Supplied records:
//! Staging Store
//!
//! Transient on-disk home for downloaded scan files. Each run gets its own
//! directory under the staging root, and each source endpoint gets its own
//! area inside it so equal scan ids on different accounts never collide.

use std::path::{Path, PathBuf};

use crate::core::cleanup::Cleanup;

#[derive(Debug, thiserror::Error)]
pub enum StagingError {
    #[error("Unable to create staging directory {}: {source}", .path.display())]
    CreateDir {
        path: PathBuf,
        #[source]
        source: std::io::Error,
    },
}

impl crate::core::error_handling::ContextualError for StagingError {
    fn is_user_actionable(&self) -> bool {
        false
    }

    fn user_message(&self) -> Option<String> {
        None
    }
}

pub type StagingResult<T> = Result<T, StagingError>;

/// Run-scoped staging directory
#[derive(Debug)]
pub struct StagingStore {
    run_dir: PathBuf,
}

impl StagingStore {
    /// Create a fresh run directory under `root`
    pub fn create(root: &Path) -> StagingResult<Self> {
        let stamp = chrono::Utc::now().format("%Y%m%dT%H%M%S%.3f");
        let run_dir = root.join(format!("scan-smuggler-{}-{}", stamp, std::process::id()));
        create_dir(&run_dir)?;
        log::debug!("Staging files under {}", run_dir.display());
        Ok(Self { run_dir })
    }

    pub fn run_dir(&self) -> &Path {
        &self.run_dir
    }

    /// Create (or reuse) a named area inside the run directory
    pub fn area(&self, name: &str) -> StagingResult<StagingArea> {
        let dir = self.run_dir.join(sanitize_file_stem(name));
        create_dir(&dir)?;
        Ok(StagingArea { dir })
    }
}

impl Cleanup for StagingStore {
    /// Remove the run directory tree once it no longer holds files.
    /// Files still present (an earlier delete failed) keep their directories.
    fn cleanup(&self) {
        prune_empty_dirs(&self.run_dir);
        if self.run_dir.exists() {
            log::warn!(
                "Staging directory {} still contains files and was left in place",
                self.run_dir.display()
            );
        }
    }
}

/// One endpoint's slice of the staging store
#[derive(Debug, Clone)]
pub struct StagingArea {
    dir: PathBuf,
}

impl StagingArea {
    pub fn dir(&self) -> &Path {
        &self.dir
    }

    /// `<area>/<id>.<extension>`, with the id made safe for the file system
    pub fn path_for(&self, id: &str, extension: &str) -> PathBuf {
        self.dir
            .join(format!("{}.{}", sanitize_file_stem(id), extension))
    }

    /// Sub-directory for the contents of one archive
    pub fn subdir(&self, id: &str) -> StagingResult<PathBuf> {
        let dir = self.dir.join(sanitize_file_stem(id));
        create_dir(&dir)?;
        Ok(dir)
    }
}

/// Outcome of deleting staged files
#[derive(Debug, Default, Clone, PartialEq, Eq)]
pub struct RemovalReport {
    pub removed: usize,
    pub failed: Vec<PathBuf>,
}

/// Delete each file, logging failures as warnings
pub fn remove_staged_files<'a>(files: impl IntoIterator<Item = &'a PathBuf>) -> RemovalReport {
    let mut report = RemovalReport::default();
    for file in files {
        match std::fs::remove_file(file) {
            Ok(()) => {
                log::debug!("Removed {}", file.display());
                report.removed += 1;
            }
            Err(e) => {
                log::warn!("Unable to delete {}: {}", file.display(), e);
                report.failed.push(file.clone());
            }
        }
    }
    report
}

fn create_dir(path: &Path) -> StagingResult<()> {
    std::fs::create_dir_all(path).map_err(|source| StagingError::CreateDir {
        path: path.to_path_buf(),
        source,
    })
}

/// Depth-first removal of empty directories; non-empty ones are left alone
fn prune_empty_dirs(dir: &Path) {
    if let Ok(entries) = std::fs::read_dir(dir) {
        for entry in entries.flatten() {
            let path = entry.path();
            if path.is_dir() {
                prune_empty_dirs(&path);
            }
        }
    }
    // fails harmlessly when files remain
    let _ = std::fs::remove_dir(dir);
}

/// Replace anything outside `[A-Za-z0-9._-]` so ids can't escape the area
pub fn sanitize_file_stem(id: &str) -> String {
    let cleaned: String = id
        .chars()
        .map(|c| {
            if c.is_ascii_alphanumeric() || matches!(c, '-' | '_' | '.') {
                c
            } else {
                '_'
            }
        })
        .collect();
    let trimmed = cleaned.trim_matches('.');
    if trimmed.is_empty() {
        "_".to_string()
    } else {
        trimmed.to_string()
    }
}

Exercise objective: Write down again the exact lines running from the beginning of the data to the line containing "#[derive(Debug, thiserror::Error)]", with both ends included.

Reply to the task:
//! Staging Store
//!
//! Transient on-disk home for downloaded scan files. Each run gets its own
//! directory under the staging root, and each source endpoint gets its own
//! area inside it so equal scan ids on different accounts never collide.

use std::path::{Path, PathBuf};

use crate::core::cleanup::Cleanup;

#[derive(Debug, thiserror::Error)]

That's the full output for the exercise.